Musica sempre havia sido sua forma de bloquear as coisas.” (Os Instrumentos Mortais Vol 4: Cidade dos Anjos Caídos, pag: 100)

Às vezes o amor não basta." (Os Instrumentos Mortais Vol 4: Cidade dos Anjos Caídos, pag: 125)

Este volume foi até o momento o que menos gostei. Na verdade, ele é bem devagar no começo. E não possui muita ação. Depois de basicamente ter um desfecho em Cidade de Vidro, até que esperava que o próximo livro da série fosse ser mais devagar, contudo, em vista de todos os eventos que vem acontecendo ao redor do universo de Clary, acredito que uma abordagem diferenciada poderia ter sido utilizada. Clare não só perde muito tempo na narrativa relembrando momentos dos livros anteriores (momentos esses que basicamente se resumem aos agarramentos entre os dois protagonistas), como também torna a coisa bem cansativa com aquelas descrições que duram três páginas inteira. Particularmente adoro a série, mas tem algo que sempre me incomoda nas leituras (algo pessoal mesmo), que é a questão do tamanho dos capítulos. Eu contei. Tem um capítulo que soma 40 paginas D: Perai ai ne! Pior de tudo. O livro tem 19 capítulos. A ação só começa no final do 17. Antes disso é basicamente muito lengalenga.

Sendo realista, eu ia dar 2 estrelas, porém, o final foi tão perfeito que resolvi ceder as três. Gosto muito da maneira como Clare escreve, entretanto, neste livro houve muito drama para uma história com personagens tão engraçados, verdadeiros e irônicos.

Mas talvez jamais fosse possível ter alguém... Talvez independentemente do quanto se amasse, ainda fosse possível que a pessoa escapasse por entre seus dedos como agora, sem que houvesse nada para fazer a respeito." (Os Instrumentos Mortais Vol 4: Cidade dos Anjos Caídos, pag: 133)


Um ponto muito positivo é a centralização do nosso querido amigo Simon, que passa de figurante para um dos mocinhos.
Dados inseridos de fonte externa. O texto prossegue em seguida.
use crate::core::fingerprint::{GrayMatrix, SSIM_SIZE};
use serde::{Deserialize, Serialize};

/// Durations this close (inclusive) count as the same runtime.
pub const SAME_DURATION_WINDOW_MS: i64 = 1000;
pub const HASH_BITS: i32 = 64;

const C1: f64 = (0.01 * 255.0) * (0.01 * 255.0);
const C2: f64 = (0.03 * 255.0) * (0.03 * 255.0);

/// Number of equal bits between two hashes, 64 for identical hashes.
#[inline]
pub fn matching_bits(a: u64, b: u64) -> i32 {
    HASH_BITS - (a ^ b).count_ones() as i32
}

/// Bit-equivalent bias for two runtimes: `+same_bonus` when they are within
/// a second of each other, `-different_penalty` otherwise.
pub fn duration_modifier(
    left_ms: i64,
    right_ms: i64,
    same_bonus: i32,
    different_penalty: i32,
) -> i32 {
    if (left_ms - right_ms).abs() <= SAME_DURATION_WINDOW_MS {
        same_bonus
    } else {
        -different_penalty
    }
}

/// pHash similarity in `0..=64` after applying the duration modifier.
///
/// A rejected (zero) region on either side scores 0.
pub fn phash_similarity(left: u64, right: u64, modifier: i32) -> i32 {
    if left == 0 || right == 0 {
        return 0;
    }
    (matching_bits(left, right) + modifier).clamp(0, HASH_BITS)
}

/// SSIM window size. Block size is `2^(index + 1)` for indices 1 through 4.
#[derive(Debug, Clone, Copy, PartialEq, Eq, Default, Serialize, Deserialize)]
pub enum SsimBlockSize {
    #[serde(rename = "4")]
    B4,
    #[serde(rename = "8")]
    B8,
    #[default]
    #[serde(rename = "16")]
    B16,
    #[serde(rename = "32")]
    B32,
}

impl SsimBlockSize {
    pub fn from_index(index: u32) -> Option<Self> {
        match index {
            1 => Some(Self::B4),
            2 => Some(Self::B8),
            3 => Some(Self::B16),
            4 => Some(Self::B32),
            _ => None,
        }
    }

    pub fn from_pixels(pixels: usize) -> Option<Self> {
        match pixels {
            4 => Some(Self::B4),
            8 => Some(Self::B8),
            16 => Some(Self::B16),
            32 => Some(Self::B32),
            _ => None,
        }
    }

    pub fn pixels(self) -> usize {
        match self {
            Self::B4 => 4,
            Self::B8 => 8,
            Self::B16 => 16,
            Self::B32 => 32,
        }
    }
}

/// Mean SSIM over non-overlapping windows of `block_size`. A block larger
/// than the matrix covers the whole matrix.
pub fn ssim(left: &GrayMatrix, right: &GrayMatrix, block_size: SsimBlockSize) -> f64 {
    let block = block_size.pixels().min(SSIM_SIZE);
    let per_side = SSIM_SIZE / block;
    let mut total = 0.0;

    for by in 0..per_side {
        for bx in 0..per_side {
            total += window_ssim(left, right, by * block, bx * block, block);
        }
    }

    total / (per_side * per_side) as f64
}

/// SSIM plus the duration modifier scaled from bits into SSIM units.
pub fn ssim_similarity(
    left: &GrayMatrix,
    right: &GrayMatrix,
    block_size: SsimBlockSize,
    modifier: i32,
) -> f64 {
    ssim(left, right, block_size) + modifier as f64 / HASH_BITS as f64
}

/// Clamp a score for display; comparisons use the raw value.
pub fn display_similarity(value: f64) -> f64 {
    value.min(1.0)
}

fn window_ssim(
    left: &GrayMatrix,
    right: &GrayMatrix,
    top: usize,
    col: usize,
    block: usize,
) -> f64 {
    let count = (block * block) as f64;

    let mean_l = window_values(left, top, col, block).sum::<f64>() / count;
    let mean_r = window_values(right, top, col, block).sum::<f64>() / count;

    let (mut var_l, mut var_r, mut cov) = (0.0, 0.0, 0.0);
    let pairs = window_values(left, top, col, block).zip(window_values(right, top, col, block));
    for (l, r) in pairs {
        let dl = l - mean_l;
        let dr = r - mean_r;
        var_l += dl * dl;
        var_r += dr * dr;
        cov += dl * dr;
    }
    var_l /= count;
    var_r /= count;
    cov /= count;

    ((2.0 * mean_l * mean_r + C1) * (2.0 * cov + C2))
        / ((mean_l * mean_l + mean_r * mean_r + C1) * (var_l + var_r + C2))
}

fn window_values(
    matrix: &GrayMatrix,
    top: usize,
    col: usize,
    block: usize,
) -> impl Iterator<Item = f64> {
    matrix[top..top + block]
        .iter()
        .flat_map(move |row| row[col..col + block].iter().map(|&v| v as f64))
}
Ele é necessariamente um ponto muito importante para que a história se desenrole, e acreditem, quando chegou o final, fiquei muito apreensivo com o rumo que as coisas estavam tomando. A autora tem essa péssima mania (brincadeira gente, eu adoro isso nela) de fazer o leitor começar a surtar antes das cenas se desenrolarem, e depois surpreender com uma reviravolta inesperada. Só posso adiantar que estou em ansiedade mil para ler Cidade das Almas Perdidas (5° volume) e crente de que todos aqueles dramas deste volume ficaram para trás e que novas surpresas nos aguardam!